State how many lines in the entries below include the string "BTreeMap", and give nothing beyond that number.

- - -

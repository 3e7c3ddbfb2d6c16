use parking_lot::Mutex;
use std::collections::BTreeMap;
use std::sync::Arc;

use super::history::{History, MemoryHistory};

/// Attribute that marks an element as an in-app link.
pub const LINK_ATTRIBUTE: &str = "data-link";

/// Element
///
/// The slice of a DOM node click interception needs: its tag and attributes.
#[derive(Debug, Clone, Default, PartialEq, Eq)]
pub struct Element {
    pub tag: String,
    pub attributes: BTreeMap<String, String>,
}

impl Element {
    pub fn new(tag: &str) -> Self {
        Self {
            tag: tag.to_ascii_lowercase(),
            attributes: BTreeMap::new(),
        }
    }

    /// Plain anchor with an `href`.
    pub fn anchor(href: &str) -> Self {
        Self::new("a").attr("href", href)
    }

    /// Anchor carrying the in-app link marker.
    pub fn link(href: &str) -> Self {
        Self::anchor(href).attr(LINK_ATTRIBUTE, "")
    }

    pub fn attr(mut self, name: &str, value: &str) -> Self {
        self.attributes.insert(name.to_string(), value.to_string());
        self
    }

    pub fn attribute(&self, name: &str) -> Option<&str> {
        self.attributes.get(name).map(String::as_str)
    }

    pub fn has_attribute(&self, name: &str) -> bool {
        self.attributes.contains_key(name)
    }

    pub fn is(&self, tag: &str) -> bool {
        self.tag.eq_ignore_ascii_case(tag)
    }
}

/// ClickEvent
///
/// A click as seen by a document-level listener. `path` is the propagation path:
/// the clicked element first, then each ancestor up to the root.
#[derive(Debug, Clone, Default)]
pub struct ClickEvent {
    pub path: Vec<Element>,
    pub default_prevented: bool,
    pub propagation_stopped: bool,
}

impl ClickEvent {
    pub fn new(path: Vec<Element>) -> Self {
        Self {
            path,
            ..Default::default()
        }
    }

    /// Click directly on `element` with no ancestors of interest.
    pub fn on(element: Element) -> Self {
        Self::new(vec![element])
    }

    /// The nearest element on the path (target included) satisfying `predicate`.
    pub fn closest(&self, predicate: impl Fn(&Element) -> bool) -> Option<&Element> {
        self.path.iter().find(|element| predicate(element))
    }

    pub fn prevent_default(&mut self) {
        self.default_prevented = true;
    }

    pub fn stop_propagation(&mut self) {
        self.propagation_stopped = true;
    }
}

#[derive(Debug, Clone, Copy, PartialEq, Eq)]
pub enum EventKind {
    Click,
    PopState,
}

#[derive(Debug, Clone)]
pub enum Event {
    Click(ClickEvent),
    PopState,
}

impl Event {
    pub fn kind(&self) -> EventKind {
        match self {
            Event::Click(_) => EventKind::Click,
            Event::PopState => EventKind::PopState,
        }
    }
}

pub type Listener = Arc<dyn Fn(&mut Event) + Send + Sync>;

/// EventTarget
///
/// Anything the router can subscribe to. Subscriptions are permanent.
pub trait EventTarget: Send + Sync {
    fn add_listener(&self, kind: EventKind, listener: Listener);
}

/// Document
///
/// Holds listeners and delivers events to every listener registered for the event's kind,
/// in registration order.
#[derive(Default)]
pub struct Document {
    listeners: Mutex<Vec<(EventKind, Listener)>>,
}

impl Document {
    pub fn new() -> Self {
        Self::default()
    }

    pub fn dispatch(&self, event: &mut Event) {
        let kind = event.kind();
        // Listeners may navigate, which may register more listeners; never hold the lock.
        let snapshot: Vec<Listener> = self
            .listeners
            .lock()
            .iter()
            .filter(|(registered, _)| *registered == kind)
            .map(|(_, listener)| listener.clone())
            .collect();

        for listener in snapshot {
            listener(event);
        }
    }

    pub fn listener_count(&self, kind: EventKind) -> usize {
        self.listeners
            .lock()
            .iter()
            .filter(|(registered, _)| *registered == kind)
            .count()
    }
}

impl EventTarget for Document {
    fn add_listener(&self, kind: EventKind, listener: Listener) {
        self.listeners.lock().push((kind, listener));
    }
}

/// Window
///
/// Headless stand-in for the browser window: a history stack plus the document that
/// receives clicks and popstate.
#[derive(Clone)]
pub struct Window {
    pub history: Arc<MemoryHistory>,
    pub document: Arc<Document>,
}

impl Window {
    pub fn new(initial_url: &str) -> Self {
        Self {
            history: Arc::new(MemoryHistory::new(initial_url)),
            document: Arc::new(Document::new()),
        }
    }

    /// History handle in the form the router takes.
    pub fn history(&self) -> Arc<dyn History> {
        self.history.clone()
    }

    /// Browser back button. Fires popstate only when there was an entry to go back to.
    pub fn back(&self) -> bool {
        let moved = self.history.back();
        if moved {
            self.document.dispatch(&mut Event::PopState);
        }
        moved
    }

    /// Browser forward button.
    pub fn forward(&self) -> bool {
        let moved = self.history.forward();
        if moved {
            self.document.dispatch(&mut Event::PopState);
        }
        moved
    }

    /// Dispatches a click and hands back the event so callers can inspect its flags.
    pub fn click(&self, click: ClickEvent) -> ClickEvent {
        let mut event = Event::Click(click);
        self.document.dispatch(&mut event);
        match event {
            Event::Click(click) => click,
            Event::PopState => ClickEvent::default(),
        }
    }
}

impl Default for Window {
    fn default() -> Self {
        Self::new("/")
    }
}
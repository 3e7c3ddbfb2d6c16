use tracing_subscriber::{EnvFilter, layer::SubscriberExt, util::SubscriberInitExt};

use crate::config::Env;

/// Default filter when `RUST_LOG` is unset.
pub const DEFAULT_FILTER: &str = "roadfy_client=debug,roadfy=debug,reqwest=info";

/// init
///
/// Installs the global subscriber: pretty output locally, JSON in production for log
/// aggregation. `RUST_LOG` overrides the default filter. Returns false if a subscriber was
/// already installed (tests install their own).
pub fn init(env: &Env) -> bool {
    let env_filter = EnvFilter::try_from_default_env().unwrap_or_else(|_| DEFAULT_FILTER.into());

    let result = match env {
        Env::Local => tracing_subscriber::registry()
            .with(env_filter)
            .with(tracing_subscriber::fmt::layer().pretty().with_writer(std::io::stderr))
            .try_init(),
        Env::Production => tracing_subscriber::registry()
            .with(env_filter)
            .with(tracing_subscriber::fmt::layer().json().with_writer(std::io::stderr))
            .try_init(),
    };

    result.is_ok()
}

- - -

* [Task result]: 3